For the entries below, how many lines contain the word "const"? Reply with the number and nothing else.

[Source records]
┏━━
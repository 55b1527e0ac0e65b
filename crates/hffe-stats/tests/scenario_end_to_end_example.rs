//! Two days of five prices: the reference example for the whole pipeline.

use hffe_stats::*;

const PRICES: [f64; 10] = [1.0, 1.01, 1.02, 1.01, 1.00, 2.0, 2.02, 2.00, 2.01, 2.03];
const DATES: [i64; 10] = [
    20200101, 20200101, 20200101, 20200101, 20200101, 20200102, 20200102, 20200102, 20200102,
    20200102,
];
const TIMES: [i64; 10] = [901, 915, 930, 945, 1000, 901, 915, 930, 945, 1000];

#[test]
fn scenario_reference_example_has_no_jumps() {
    let stock = Stock::new(&PRICES, &DATES, Some(&TIMES[..])).unwrap();

    assert_eq!(stock.returns.dim(), (4, 2));

    let expected_rv0: f64 = PRICES[..5]
        .windows(2)
        .map(|w| (w[1] / w[0]).ln().powi(2))
        .sum();
    assert!((stock.rv[0] - expected_rv0).abs() < 1e-15);

    assert!(stock.bv.iter().all(|v| *v >= 0.0));
    assert!(stock.rd.iter().all(|v| *v == 0.0));
    assert_eq!(stock.rc, stock.returns);
    assert_eq!(stock.total.jumps, 0);
    assert_eq!(stock.total.diffusive, 8);
}

#[test]
fn scenario_summary_serializes_to_json() {
    let stock = Stock::new(&PRICES, &DATES, Some(&TIMES[..])).unwrap();
    let json = serde_json::to_value(stock.summary()).unwrap();
    assert_eq!(json["total"]["prices"], 5);
    assert_eq!(json["total"]["returns"], 4);
    assert_eq!(json["total"]["days"], 2);
    assert_eq!(json["rv"].as_array().unwrap().len(), 2);
    assert_eq!(json["first"], "2020-01-01T09:01:00");
    assert_eq!(json["last"], "2020-01-02T10:00:00");
}

#[test]
fn scenario_zero_or_negative_price_is_rejected() {
    let mut prices = PRICES;
    prices[7] = 0.0;
    let err = Stock::new(&prices, &DATES, Some(&TIMES[..])).unwrap_err();
    assert!(matches!(err, StatsError::NonPositivePrice { index: 7, .. }));

    prices[7] = -2.0;
    let err = Stock::new(&prices, &DATES, Some(&TIMES[..])).unwrap_err();
    assert!(matches!(err, StatsError::NonPositivePrice { index: 7, .. }));
}

#[test]
fn scenario_mismatched_lengths_are_rejected() {
    let err = Stock::new(&PRICES, &DATES[..8], Some(&TIMES[..])).unwrap_err();
    assert!(matches!(err, StatsError::LengthMismatch { .. }));
}

#[test]
fn scenario_malformed_date_is_rejected() {
    let mut dates = DATES;
    dates[3] = 20201301;
    let err = Stock::new(&PRICES, &dates, Some(&TIMES[..])).unwrap_err();
    assert_eq!(
        err,
        StatsError::InvalidDate {
            index: 3,
            code: 20201301
        }
    );
}

#[test]
fn scenario_date_only_series_groups_stamps_by_date() {
    // Without time codes every row sits at midnight of its date; all rows of
    // one date fall before the next midnight and form that day's column.
    let prices = [1.0, 1.01, 1.02, 1.01, 2.0, 2.02, 2.00, 2.01];
    let dates = [
        20200101, 20200101, 20200101, 20200101, 20200102, 20200102, 20200102, 20200102,
    ];
    let stock = Stock::new(&prices, &dates, None).unwrap();

    assert!(stock
        .datetimes
        .iter()
        .all(|dt| dt.time() == chrono::NaiveTime::MIN));
    assert_eq!(stock.shape().prices_per_day, 4);
    assert_eq!(stock.shape().days, 2);
    assert_eq!(stock.returns.dim(), (3, 2));
    assert_eq!(stock.tod.len(), 3);
    assert_eq!(&stock.rc + &stock.rd, stock.returns);
    assert_eq!(stock.total.jumps + stock.total.diffusive, 6);

    let expected_rv1: f64 = prices[4..]
        .windows(2)
        .map(|w| (w[1] / w[0]).ln().powi(2))
        .sum();
    assert!((stock.rv[1] - expected_rv1).abs() < 1e-15);
}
┗━━
**Result**
3